Но тут нужно добавить вот что: доверчивое отождествление не есть сужение, и высокая оценка собственного «я» вовсе не предполагает его обособленья, его изоляции, его безразличия ко всеобщему, внеличному и надличному, словом, ко всему, что выходит за пределы этого «я», но в чем оно себя торжественно узнает. Если благочестие — это сознание важности своего «я», то торжественность — это расширение своего «я», его слияние с вечно сущим, которое в нем повторяется и в котором оно себя узнает, — а такая утрата замкнутости и единичности не только не наносит ущерба его достоинству, не только совместима с этим достоинством, но и торжественно освящает его.

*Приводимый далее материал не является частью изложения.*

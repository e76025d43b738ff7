//! Application services container.
//!
//! Builds the shared session, HTTP client and service clients from
//! [`Config`], wires the navigator to the HTTP layer's auth events and owns
//! the three screen models.

use std::sync::Arc;
use std::time::Duration;

use epidash_auth::{RememberedLoginStore, SessionStore};
use epidash_core::{AppError, Config};
use epidash_services::{AuthController, DataClient, Dataset, ForecastClient, HttpClient};
use parking_lot::Mutex;
use tokio::task::JoinHandle;

use crate::error_mapping::ToAppError;
use crate::models::{DataModel, ForecastModel, LoginModel};
use crate::router::{Decision, Navigator, Route};

pub struct AppServices {
    config: Config,
    session: Arc<SessionStore>,
    http: Arc<HttpClient>,
    auth: Arc<AuthController>,
    navigator: Arc<Navigator>,
    login: LoginModel,
    data: DataModel,
    forecast: ForecastModel,
    listener: Mutex<Option<JoinHandle<()>>>,
}

impl AppServices {
    /// Build everything with a fresh in-memory session.
    ///
    /// Must be called from inside a tokio runtime; the auth event listener
    /// is spawned here.
    pub fn new(config: Config) -> Result<Self, AppError> {
        Self::with_session(config, Arc::new(SessionStore::in_memory()))
    }

    pub fn with_session(config: Config, session: Arc<SessionStore>) -> Result<Self, AppError> {
        let http = Arc::new(
            HttpClient::from_config(&config.backend, session.clone())
                .map_err(|e| e.to_app_error())?,
        );

        let auth = Arc::new(
            AuthController::new(http.clone())
                .with_remembered_login(RememberedLoginStore::new(&config.config_dir)),
        );

        let navigator = Arc::new(Navigator::new(session.clone()));
        let listener = navigator.clone().spawn_listener(http.subscribe());

        let dataset = config
            .forecast
            .default_dataset
            .parse::<Dataset>()
            .unwrap_or_else(|e| {
                tracing::warn!("Falling back to {}: {}", Dataset::Covid19, e);
                Dataset::Covid19
            });

        let login = LoginModel::new(auth.clone(), navigator.clone());
        let data = DataModel::new(DataClient::new(http.clone()), dataset);
        let forecast = ForecastModel::new(ForecastClient::new(http.clone()), &config.forecast, dataset);

        tracing::info!(
            "AppServices ready (backend {}, start at {})",
            http.base_url(),
            navigator.current()
        );

        Ok(Self {
            config,
            session,
            http,
            auth,
            navigator,
            login,
            data,
            forecast,
            listener: Mutex::new(Some(listener)),
        })
    }

    pub fn config(&self) -> &Config {
        &self.config
    }

    pub fn session(&self) -> &Arc<SessionStore> {
        &self.session
    }

    pub fn http(&self) -> &Arc<HttpClient> {
        &self.http
    }

    pub fn navigator(&self) -> &Arc<Navigator> {
        &self.navigator
    }

    pub fn login(&self) -> &LoginModel {
        &self.login
    }

    pub fn data(&self) -> &DataModel {
        &self.data
    }

    pub fn forecast(&self) -> &ForecastModel {
        &self.forecast
    }

    // =========== Header actions ===========

    pub fn show_data(&self) -> Decision {
        self.navigator.navigate(Route::Data.path())
    }

    pub fn show_forecast(&self) -> Decision {
        self.navigator.navigate(Route::Forecast.path())
    }

    /// Sign out and return to the login screen.
    ///
    /// The session is cleared even if the backend call fails; that failure
    /// is only logged.
    pub async fn logout(&self) -> Route {
        if let Err(e) = self.auth.logout().await {
            tracing::warn!("Logout: {}", e);
        }
        self.navigator.navigate(Route::Login.path()).target()
    }

    /// Current route, once any pending expiry redirect has been applied.
    ///
    /// The 401 redirect runs on the listener task, so right after a failed
    /// request the navigator can still show a protected route for a moment.
    pub async fn settle_route(&self) -> Route {
        let current = self.navigator.current();
        if self.session.is_authenticated() || current == Route::Login {
            return current;
        }

        let mut routes = self.navigator.subscribe();
        let timed_out = tokio::time::timeout(
            Duration::from_millis(250),
            routes.wait_for(|route| *route == Route::Login),
        )
        .await
        .is_err();
        if timed_out {
            tracing::debug!("No redirect arrived for signed-out session on {}", current);
        }
        self.navigator.current()
    }

    /// Stop the auth event listener.
    pub fn shutdown(&self) {
        tracing::info!("AppServices shutdown initiated");
        if let Some(listener) = self.listener.lock().take() {
            listener.abort();
        }
    }
}

impl Drop for AppServices {
    fn drop(&mut self) {
        if let Some(listener) = self.listener.get_mut().take() {
            listener.abort();
        }
    }
}
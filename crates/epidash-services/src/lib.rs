//! Backend access for EpiDash: the HTTP client adapter, the auth controller
//! and the data/forecast clients built on it.

pub mod auth;
pub mod data;
pub mod error;
pub mod forecast;
pub mod http;
pub mod types;

pub use auth::{AuthController, LOGIN_FAILED_MESSAGE, REGISTER_FAILED_MESSAGE};
pub use data::DataClient;
pub use error::{AuthFailure, ErrorPayload, ForecastError, HttpError};
pub use forecast::{ForecastClient, ForecastPlan};
pub use http::{AuthEvent, HttpClient};
pub use types::{Dataset, DateRange, TimeSeriesPoint};
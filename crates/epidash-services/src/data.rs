//! Historical case counts (`GET /data`).

use std::sync::Arc;

use tracing::instrument;

use crate::error::HttpError;
use crate::http::HttpClient;
use crate::types::{Dataset, DateRange, TimeSeriesPoint};

#[derive(Debug, Clone)]
pub struct DataClient {
    http: Arc<HttpClient>,
}

impl DataClient {
    pub fn new(http: Arc<HttpClient>) -> Self {
        Self { http }
    }

    /// Fetch the daily series for `dataset` over `range`.
    ///
    /// Points are returned exactly as the backend sent them.
    #[instrument(skip(self), level = "info")]
    pub async fn fetch(
        &self,
        dataset: Dataset,
        range: DateRange,
    ) -> Result<Vec<TimeSeriesPoint>, HttpError> {
        let [begin, end] = range.query();
        let params = [begin, end, ("ds_name", dataset.as_str().to_string())];

        let points: Vec<TimeSeriesPoint> = self.http.get_json("/data", &params).await?;
        tracing::debug!("Fetched {} points", points.len());
        Ok(points)
    }
}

Вот почему в эту предотъездную пору, когда его сыновья заканчивали связанные с переселеньем дела, Иаков пребывал в весьма и весьма торжественном состоянии духа. Он собирался сейчас и вправду выполнить то, о чем мечтал во времена величайшего своего горя и о чем тогда лихорадочно твердил Елиезеру: спуститься в преисподнюю к умершему сыну. Это было событие звездное; а где «я» открывает свои границы космосу, теряется в нем, сливается с ним, — какие там могут быть обособленье и изоляция? Сама идея отъезда, ухода была полна элементов непрестанности и повторяемости, существенно ее расширявших и потому возвышавших этот миг над точечной скудостью однократности. Старик Иаков был снова юношей Иаковом, который после все исправившего беэршивского обмана подался в Нахараим. Он был тем Иаковом, который после двадцатипятилетней остановки двинулся из Харрана с женами и стадами. Но он был не только самим собой, в чьей жизни, спиралями возраста, повторялось одно и то же; отъезд, уход. Он был также Исааком, который пошел в Герар к Авимелеху, в страну филистимлян. Углубляясь в прошлое еще дальше, он видел сейчас повторение изначального ухода — ухода странника Аврама из Ура и из Халдеи, ухода, который не был, собственно, изначальным, а был лишь земным отраженьем небесного странствия, лишь земным подражаньем странствию Луны, следовавшей своим путем от одной стоянки к другой. Луны, Бел Харрана, Владыки Дороги. И поскольку Аврам, первый земной странник, сделал остановку в Харране, то сейчас было ясно, что в роли Харрана должна выступить Беэршива, где Иаков устроит первый свой лунный привал.